The Fallacy of User Error

On Monday, Feb 3rd we all witnessed a glitch associated with a very high profile app--the counting of votes in the Iowa Caucuses.

In reading various news sources about the glitch, we've noticed all too many people blaming themselves for not being tech-savy. In a recent #HITsm tweetchat, a similar discussion emerged.

People are all too quick to blame themselves for not being able to use a poorly designed (or tested) system. We call this the "Fallacy of User Error."

Nothing can be further from the truth. There is nothing wrong with the users. It doesn't matter that they are not "tech-savy." A well-designed app should be built to match the mental model of it's users--tech savy or not!

Users shouldn't blame themselves because your app or system has a priority one bug. If your design causes the user to make mistakes, don't blame the users, learn from them and then design your system to match their way of working.

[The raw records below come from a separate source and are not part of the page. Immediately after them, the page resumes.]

//! Degree centrality

use crate::algorithm::{to_rows, AlgorithmCategory, GraphAlgorithm};
use crate::error::Result;
use crate::params::{AlgorithmParameter, ResolvedParams};
use cnm_core::{Adjacency, GraphData};
use serde::{Deserialize, Serialize};

#[derive(Debug, Clone, PartialEq, Serialize, Deserialize)]
#[serde(rename_all = "camelCase")]
pub struct DegreeRow {
    pub node_id: String,
    pub in_degree: usize,
    pub out_degree: usize,
    pub centrality: f64,
}

/// Share of the other nodes a node is directly linked with
///
/// Directed degree is `in + out`; undirected degree counts each distinct
/// neighbor once. Normalized scores divide by `n - 1`, and a lone node
/// scores 1.
#[derive(Debug, Clone, Copy, Default)]
pub struct DegreeCentrality;

impl DegreeCentrality {
    pub const NAME: &'static str = "Degree Centrality";

    pub fn new() -> Self {
        Self
    }
}

impl GraphAlgorithm for DegreeCentrality {
    fn name(&self) -> &'static str {
        Self::NAME
    }

    fn category(&self) -> AlgorithmCategory {
        AlgorithmCategory::RelationshipAnalysis
    }

    fn description(&self) -> &'static str {
        "Ranks concepts by how many other concepts they link with directly"
    }

    fn parameters(&self) -> Vec<AlgorithmParameter> {
        vec![
            AlgorithmParameter::new("normalize", "Divide degrees by n - 1", true),
            AlgorithmParameter::new("directed", "Count incoming and outgoing links separately", true),
        ]
    }

    fn run(&self, graph: &GraphData, params: &ResolvedParams) -> Result<Vec<serde_json::Value>> {
        let normalize = params.bool("normalize")?;
        let directed = params.bool("directed")?;

        let outgoing = Adjacency::build(graph, directed, |_| true);
        let incoming = outgoing.transposed();
        let live: Vec<usize> = (0..outgoing.len())
            .filter(|&i| outgoing.is_canonical(i))
            .collect();
        let n = live.len();

        let mut rows: Vec<DegreeRow> = live
            .iter()
            .map(|&i| {
                let out_degree = outgoing.neighbors(i).len();
                let in_degree = incoming.neighbors(i).len();
                let degree = if directed { in_degree + out_degree } else { out_degree };
                let centrality = match (normalize, n) {
                    (false, _) => degree as f64,
                    (true, 0..=1) => 1.0,
                    (true, _) => degree as f64 / (n - 1) as f64,
                };
                DegreeRow {
                    node_id: outgoing.id(i).to_string(),
                    in_degree,
                    out_degree,
                    centrality,
                }
            })
            .collect();
        rows.sort_by(|a, b| b.centrality.total_cmp(&a.centrality));

        to_rows(&rows)
    }
}

#[cfg(test)]
mod tests {
    use super::*;
    use crate::params::{ParamValue, Params};
    use cnm_core::{Category, Link, LinkType, Node, NodeType};

    fn graph(ids: &[&str], edges: &[(&str, &str)]) -> GraphData {
        GraphData::from_parts(
            ids.iter()
                .map(|id| Node::new(*id, NodeType::Entity(Category::Phenomenon), *id))
                .collect(),
            edges
                .iter()
                .map(|(s, t)| Link::new(*s, *t, LinkType::Uses))
                .collect(),
        )
    }

    fn degrees(graph: &GraphData, params: &[(&str, bool)]) -> Vec<DegreeRow> {
        let params: Params = params
            .iter()
            .map(|(k, v)| (k.to_string(), ParamValue::from(*v)))
            .collect();
        DegreeCentrality
            .execute(graph, &params)
            .unwrap()
            .rows()
            .unwrap()
    }

    fn row<'a>(rows: &'a [DegreeRow], id: &str) -> &'a DegreeRow {
        rows.iter().find(|r| r.node_id == id).unwrap()
    }

    #[test]
    fn test_star_hub_first() {
        let g = graph(&["hub", "a", "b", "c"], &[("hub", "a"), ("hub", "b"), ("hub", "c")]);
        let rows = degrees(&g, &[]);

        assert_eq!(rows[0].node_id, "hub");
        assert_eq!(rows[0].out_degree, 3);
        assert_eq!(rows[0].in_degree, 0);
        assert_eq!(rows[0].centrality, 1.0);
        assert_eq!(row(&rows, "a").centrality, 1.0 / 3.0);
    }

    #[test]
    fn test_mutual_links_directed_and_undirected() {
        let g = graph(&["a", "b"], &[("a", "b"), ("b", "a")]);

        let directed = degrees(&g, &[]);
        assert_eq!(row(&directed, "a").centrality, 2.0);

        let undirected = degrees(&g, &[("directed", false)]);
        assert_eq!(row(&undirected, "a").centrality, 1.0);
        assert_eq!(row(&undirected, "a").in_degree, 1);
    }

    #[test]
    fn test_raw_counts_and_edge_cases() {
        let g = graph(&["a", "b", "c"], &[("a", "b"), ("a", "c"), ("c", "ghost")]);
        let raw = degrees(&g, &[("normalize", false)]);
        assert_eq!(row(&raw, "a").centrality, 2.0);
        assert_eq!(row(&raw, "c").centrality, 1.0);

        assert!(degrees(&GraphData::new(), &[]).is_empty());
        assert_eq!(degrees(&graph(&["solo"], &[]), &[])[0].centrality, 1.0);
    }
}
//! CLI configuration

use std::collections::{BTreeMap, HashMap};
use std::path::{Path, PathBuf};

use anyhow::Context;
use cnm_core::limits::{validate_cluster_size, validate_traversal_depth};
use cnm_core::{Category, LevelOfDetail};
use serde::{Deserialize, Serialize};

/// Default config file location
pub fn default_config_path() -> PathBuf {
    dirs::config_dir()
        .unwrap_or_else(|| PathBuf::from("."))
        .join("cnm")
        .join("config.toml")
}

/// Explicit path if given, else the default location
pub fn config_file_path(explicit: Option<&Path>) -> PathBuf {
    explicit
        .map(Path::to_path_buf)
        .unwrap_or_else(default_config_path)
}

/// Markdown file stem to category, for the standard document set
fn default_categories() -> BTreeMap<String, String> {
    [
        ("applications", Category::Application),
        ("materials", Category::Material),
        ("mechanisms", Category::Mechanism),
        ("methods", Category::Method),
        ("phenomena", Category::Phenomenon),
        ("theoretical", Category::Theory),
    ]
    .into_iter()
    .map(|(stem, category)| (stem.to_string(), category.to_string()))
    .collect()
}

#[derive(Debug, Clone, Copy, PartialEq, Serialize, Deserialize)]
#[serde(default)]
pub struct RenderConfig {
    /// Distance within which every node renders
    pub near_distance: f64,
    /// Importance required per unit of distance beyond `near_distance`
    pub importance_per_unit: f64,
}

impl Default for RenderConfig {
    fn default() -> Self {
        let lod = LevelOfDetail::default();
        Self {
            near_distance: lod.near_distance,
            importance_per_unit: lod.importance_per_unit,
        }
    }
}

impl RenderConfig {
    pub fn level_of_detail(&self) -> LevelOfDetail {
        LevelOfDetail::new(self.near_distance, self.importance_per_unit)
    }
}

#[derive(Debug, Clone, Copy, PartialEq, Serialize, Deserialize)]
#[serde(default)]
pub struct QueryConfig {
    /// Default hop count for `neighbors`
    pub neighbor_depth: u32,
    /// Default node cap for `cluster`
    pub cluster_size: usize,
}

impl Default for QueryConfig {
    fn default() -> Self {
        Self {
            neighbor_depth: 1,
            cluster_size: 50,
        }
    }
}

/// Configuration for the CLI
#[derive(Debug, Clone, PartialEq, Serialize, Deserialize)]
#[serde(default)]
pub struct Config {
    pub categories: BTreeMap<String, String>,
    pub render: RenderConfig,
    pub query: QueryConfig,
}

impl Default for Config {
    fn default() -> Self {
        Self {
            categories: default_categories(),
            render: RenderConfig::default(),
            query: QueryConfig::default(),
        }
    }
}

impl Config {
    /// Load from `path`; a missing file yields defaults
    pub fn load(path: &Path) -> anyhow::Result<Self> {
        if !path.exists() {
            tracing::debug!("No config at {}, using defaults", path.display());
            return Ok(Self::default());
        }
        let text = std::fs::read_to_string(path)
            .with_context(|| format!("Failed to read config {}", path.display()))?;
        let config: Self = toml::from_str(&text)
            .with_context(|| format!("Invalid config {}", path.display()))?;
        config.validate()?;
        tracing::debug!("Loaded config from {}", path.display());
        Ok(config)
    }

    pub fn save(&self, path: &Path) -> anyhow::Result<()> {
        if let Some(parent) = path.parent() {
            std::fs::create_dir_all(parent)?;
        }
        std::fs::write(path, self.to_toml()?)?;
        Ok(())
    }

    pub fn to_toml(&self) -> anyhow::Result<String> {
        Ok(toml::to_string_pretty(self)?)
    }

    pub fn validate(&self) -> anyhow::Result<()> {
        self.category_map()?;
        validate_traversal_depth(self.query.neighbor_depth)?;
        validate_cluster_size(self.query.cluster_size)?;
        Ok(())
    }

    /// Lowercased file stem to parsed category
    pub fn category_map(&self) -> anyhow::Result<HashMap<String, Category>> {
        self.categories
            .iter()
            .map(|(stem, name)| -> anyhow::Result<(String, Category)> {
                let category = name
                    .parse::<Category>()
                    .with_context(|| format!("categories.{}", stem))?;
                Ok((stem.to_lowercase(), category))
            })
            .collect()
    }

    /// Known keys, category entries excluded
    pub fn keys() -> &'static [&'static str] {
        &[
            "render.near_distance",
            "render.importance_per_unit",
            "query.neighbor_depth",
            "query.cluster_size",
        ]
    }

    pub fn get(&self, key: &str) -> Option<String> {
        match key {
            "render.near_distance" => Some(self.render.near_distance.to_string()),
            "render.importance_per_unit" => Some(self.render.importance_per_unit.to_string()),
            "query.neighbor_depth" => Some(self.query.neighbor_depth.to_string()),
            "query.cluster_size" => Some(self.query.cluster_size.to_string()),
            _ => key
                .strip_prefix("categories.")
                .and_then(|stem| self.categories.get(stem).cloned()),
        }
    }

    pub fn set(&mut self, key: &str, value: &str) -> anyhow::Result<()> {
        match key {
            "render.near_distance" => self.render.near_distance = value.parse()?,
            "render.importance_per_unit" => self.render.importance_per_unit = value.parse()?,
            "query.neighbor_depth" => self.query.neighbor_depth = value.parse()?,
            "query.cluster_size" => self.query.cluster_size = value.parse()?,
            _ => match key.strip_prefix("categories.") {
                Some(stem) if !stem.is_empty() => {
                    let category: Category = value.parse()?;
                    self.categories.insert(stem.to_string(), category.to_string());
                }
                _ => anyhow::bail!(
                    "Unknown config key: {} (available: {}, categories.<stem>)",
                    key,
                    Self::keys().join(", ")
                ),
            },
        }
        self.validate()
    }
}
//! Algorithm execution commands

use std::sync::Arc;

use clap::Args;
use serde::Serialize;

use super::GraphArgs;
use crate::output::{result_table, to_json, OutputFormat};
use crate::{AppContext, Cli};
use cnm_analysis::{AlgorithmCategory, AlgorithmResult, ParamValue, Params};

#[derive(Args)]
pub struct RunArgs {
    /// Algorithm name (see `cnm algorithms list`)
    pub name: String,

    /// Parameter as KEY=VALUE (can be used multiple times)
    #[arg(short, long = "param", value_name = "KEY=VALUE")]
    pub params: Vec<String>,

    /// Rows shown in table output
    #[arg(short, long)]
    pub limit: Option<usize>,

    #[command(flatten)]
    pub source: GraphArgs,
}

#[derive(Args)]
pub struct AnalyzeArgs {
    /// Only algorithms of this category
    #[arg(long)]
    pub category: Option<String>,

    /// Rows shown per algorithm in table output
    #[arg(short, long, default_value = "10")]
    pub limit: usize,

    #[command(flatten)]
    pub source: GraphArgs,
}

/// One failed algorithm in an analyze run
#[derive(Debug, Serialize)]
pub struct Failure {
    pub algorithm: String,
    pub error: String,
}

#[derive(Debug, Serialize)]
pub struct AnalyzeReport {
    pub results: Vec<AlgorithmResult>,
    pub failures: Vec<Failure>,
}

/// Parse `KEY=VALUE` pairs into algorithm parameters
pub fn parse_params(raw: &[String]) -> anyhow::Result<Params> {
    let mut params = Params::new();
    for pair in raw {
        let Some((key, value)) = pair.split_once('=') else {
            anyhow::bail!("Invalid parameter '{}', expected KEY=VALUE", pair);
        };
        let value: ParamValue = match value.parse() {
            Ok(value) => value,
            Err(never) => match never {},
        };
        params.insert(key.trim().to_string(), value);
    }
    Ok(params)
}

pub fn run(args: &RunArgs, cli: &Cli, ctx: &AppContext) -> anyhow::Result<()> {
    let params = parse_params(&args.params)?;
    let graph = args.source.load(&ctx.config)?;
    let result = ctx.registry.execute(&args.name, &graph, &params)?;

    match cli.output_format() {
        OutputFormat::Json => println!("{}", to_json(&result)?),
        OutputFormat::Table => print!("{}", result_table(&result, args.limit)),
    }
    Ok(())
}

/// Run every selected algorithm on its own blocking task
///
/// A failing algorithm is reported alongside the others' results; the
/// command fails only when nothing succeeded.
pub async fn analyze(args: &AnalyzeArgs, cli: &Cli, ctx: &AppContext) -> anyhow::Result<()> {
    let category = args
        .category
        .as_deref()
        .map(str::parse::<AlgorithmCategory>)
        .transpose()?;
    let graph = Arc::new(args.source.load(&ctx.config)?);
    let names: Vec<String> = ctx
        .registry
        .descriptors(category)
        .into_iter()
        .map(|d| d.name)
        .collect();

    let handles: Vec<_> = names
        .iter()
        .map(|name| {
            let registry = Arc::clone(&ctx.registry);
            let graph = Arc::clone(&graph);
            let name = name.clone();
            tokio::task::spawn_blocking(move || registry.execute(&name, &graph, &Params::new()))
        })
        .collect();

    let mut report = AnalyzeReport {
        results: Vec::new(),
        failures: Vec::new(),
    };
    for (name, handle) in names.iter().zip(handles) {
        let error = match handle.await {
            Ok(Ok(result)) => {
                report.results.push(result);
                continue;
            }
            Ok(Err(e)) => e.to_string(),
            Err(e) => format!("task failed: {}", e),
        };
        tracing::warn!("{} failed: {}", name, error);
        report.failures.push(Failure {
            algorithm: name.clone(),
            error,
        });
    }

    match cli.output_format() {
        OutputFormat::Json => println!("{}", to_json(&report)?),
        OutputFormat::Table => {
            for result in &report.results {
                print!("{}", result_table(result, Some(args.limit)));
            }
            for failure in &report.failures {
                eprintln!("{} failed: {}", failure.algorithm, failure.error);
            }
        }
    }

    if report.results.is_empty() && !report.failures.is_empty() {
        anyhow::bail!("All {} algorithms failed", report.failures.len());
    }
    Ok(())
}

So why do the user's blame themselves? As usual, we turn to the theories of Psychology to guide our understanding of user interface issues, this time it is the concepts of Habituation and Learned Helplessness.

People are creatures of habit and will tend to try to do things that they have learned in one application (or website) when they encounter another. Their “mental model” will eventually guide their default interaction with your site. If the site or app isn't built to match that mental model, the users may be likely to make more errors.

Don't blame your users for a design flaw.

Some non-tech savy users may feel helpless and as a result many have learned to lean on their friends or co-workers for help. We recommend that these users follow a “cheat sheet” designed to help them 'get the job done' without ever branching off and exploring the interface.